+++ Entries supplied +++

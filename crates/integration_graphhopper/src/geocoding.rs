//! GraphHopper geocoding client
//!
//! Resolves free-form place names to candidate points. The same endpoint
//! backs two entry points: direct resolution of a submitted field and
//! autocomplete while the user is still typing. Each has its own minimum
//! query length below which no request is made.

use async_trait::async_trait;
use domain::{GeoPoint, ResolvedLocation};
use reqwest::Client;
use serde::Deserialize;
use tracing::{debug, instrument, warn};

use crate::config::GraphHopperConfig;
use crate::error::GraphHopperError;
use crate::http;

/// Shortest trimmed query that triggers an autocomplete lookup
pub const MIN_SUGGEST_CHARS: usize = 3;

/// Shortest trimmed query that triggers a direct lookup
pub const MIN_RESOLVE_CHARS: usize = 2;

/// Trait for geocoding clients
#[async_trait]
pub trait GeocodingClient: Send + Sync {
    /// Resolve a submitted place name to at most `limit` candidates
    ///
    /// Queries shorter than [`MIN_RESOLVE_CHARS`] yield an empty list
    /// without contacting the service.
    async fn resolve(
        &self,
        query: &str,
        limit: u8,
    ) -> Result<Vec<ResolvedLocation>, GraphHopperError>;

    /// Autocomplete candidates for a partially typed place name
    ///
    /// Queries shorter than [`MIN_SUGGEST_CHARS`] yield an empty list
    /// without contacting the service.
    async fn suggest(
        &self,
        query: &str,
        limit: u8,
    ) -> Result<Vec<ResolvedLocation>, GraphHopperError>;
}

/// GraphHopper-based geocoding client
#[derive(Debug)]
pub struct GraphHopperGeocodingClient {
    client: Client,
    config: GraphHopperConfig,
}

impl GraphHopperGeocodingClient {
    /// Create a new geocoding client
    ///
    /// # Errors
    ///
    /// Returns an error if the configuration is invalid or the HTTP client
    /// cannot be initialized.
    pub fn new(config: &GraphHopperConfig) -> Result<Self, GraphHopperError> {
        Ok(Self {
            client: http::build_client(config)?,
            config: config.clone(),
        })
    }

    async fn search(
        &self,
        query: &str,
        limit: u8,
        min_chars: usize,
    ) -> Result<Vec<ResolvedLocation>, GraphHopperError> {
        let query = query.trim();
        if query.chars().count() < min_chars || limit == 0 {
            debug!(%query, min_chars, "Query too short, skipping geocoding");
            return Ok(Vec::new());
        }

        let url = self.config.endpoint("geocode");
        let params = [
            ("q", query.to_string()),
            ("limit", limit.to_string()),
            ("locale", self.config.locale.clone()),
            ("key", self.config.api_key.clone()),
        ];

        debug!(%query, limit, "Geocoding place name");

        let body = http::get_body(&self.client, &url, &params, self.config.timeout_secs).await?;
        let locations = Self::parse_geocode_response(&body, query)?;

        if locations.is_empty() {
            warn!(%query, "No geocoding matches");
        } else {
            debug!(count = locations.len(), "Geocoding matches found");
        }

        Ok(locations)
    }

    /// Parse the raw geocoding response into resolved locations
    ///
    /// Hits without a point or with coordinates outside the valid range are
    /// dropped.
    fn parse_geocode_response(
        body: &str,
        query: &str,
    ) -> Result<Vec<ResolvedLocation>, GraphHopperError> {
        let raw: RawGeocodeResponse =
            serde_json::from_str(body).map_err(|e| GraphHopperError::ParseError(e.to_string()))?;

        Ok(raw
            .hits
            .into_iter()
            .filter_map(|hit| Self::convert_hit(hit, query))
            .collect())
    }

    fn convert_hit(hit: RawHit, query: &str) -> Option<ResolvedLocation> {
        let Some(raw_point) = hit.point else {
            warn!(name = ?hit.name, "Skipping geocoding hit without a point");
            return None;
        };

        let point = match GeoPoint::new(raw_point.lat, raw_point.lng) {
            Ok(point) => point,
            Err(e) => {
                warn!(error = %e, "Skipping geocoding hit");
                return None;
            },
        };

        let label = ResolvedLocation::label_from_parts(
            &[
                hit.name.as_deref(),
                hit.state.as_deref(),
                hit.country.as_deref(),
            ],
            query,
        );

        Some(ResolvedLocation::new(point, label))
    }
}

#[async_trait]
impl GeocodingClient for GraphHopperGeocodingClient {
    #[instrument(skip(self))]
    async fn resolve(
        &self,
        query: &str,
        limit: u8,
    ) -> Result<Vec<ResolvedLocation>, GraphHopperError> {
        self.search(query, limit, MIN_RESOLVE_CHARS).await
    }

    #[instrument(skip(self))]
    async fn suggest(
        &self,
        query: &str,
        limit: u8,
    ) -> Result<Vec<ResolvedLocation>, GraphHopperError> {
        self.search(query, limit, MIN_SUGGEST_CHARS).await
    }
}

// --- Raw API response types for deserialization ---

#[derive(Debug, Deserialize)]
struct RawGeocodeResponse {
    #[serde(default)]
    hits: Vec<RawHit>,
}

#[derive(Debug, Deserialize)]
struct RawHit {
    point: Option<RawPoint>,
    name: Option<String>,
    state: Option<String>,
    country: Option<String>,
}

#[derive(Debug, Deserialize)]
struct RawPoint {
    lat: f64,
    lng: f64,
}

+++

Problem to work on: Copy out, in full, each line above that has the word "trimmed" in it.

Task response:
/// Shortest trimmed query that triggers an autocomplete lookup
/// Shortest trimmed query that triggers a direct lookup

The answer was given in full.